### EXERCISE INSTRUCTIONS
Look through the data below. Show each line where the string "models" occurs.

[Stored items]

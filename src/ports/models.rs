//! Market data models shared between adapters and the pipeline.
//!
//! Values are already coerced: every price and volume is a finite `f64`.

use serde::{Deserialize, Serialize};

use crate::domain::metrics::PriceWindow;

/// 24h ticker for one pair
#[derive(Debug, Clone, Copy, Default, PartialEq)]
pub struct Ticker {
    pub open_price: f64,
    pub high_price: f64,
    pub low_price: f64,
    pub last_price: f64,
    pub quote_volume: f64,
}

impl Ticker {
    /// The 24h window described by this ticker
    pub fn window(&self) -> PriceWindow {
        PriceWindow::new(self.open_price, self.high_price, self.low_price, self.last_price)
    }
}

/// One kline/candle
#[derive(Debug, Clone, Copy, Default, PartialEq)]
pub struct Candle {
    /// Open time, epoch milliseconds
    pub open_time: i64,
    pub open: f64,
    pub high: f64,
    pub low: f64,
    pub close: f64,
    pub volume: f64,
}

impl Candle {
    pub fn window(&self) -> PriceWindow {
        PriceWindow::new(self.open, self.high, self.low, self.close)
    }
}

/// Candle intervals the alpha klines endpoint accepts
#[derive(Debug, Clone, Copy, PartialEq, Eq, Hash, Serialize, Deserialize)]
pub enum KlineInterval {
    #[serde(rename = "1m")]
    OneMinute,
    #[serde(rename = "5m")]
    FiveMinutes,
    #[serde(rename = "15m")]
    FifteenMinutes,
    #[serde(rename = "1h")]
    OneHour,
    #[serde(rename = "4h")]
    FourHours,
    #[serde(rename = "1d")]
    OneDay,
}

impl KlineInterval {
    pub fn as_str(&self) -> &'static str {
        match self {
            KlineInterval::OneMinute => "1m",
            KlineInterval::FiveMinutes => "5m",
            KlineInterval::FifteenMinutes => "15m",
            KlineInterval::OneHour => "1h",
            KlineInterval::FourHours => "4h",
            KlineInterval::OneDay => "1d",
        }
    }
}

### RESPONSE TO THE TASK
filename src/ports/models.rs
//! Market data models shared between adapters and the pipeline.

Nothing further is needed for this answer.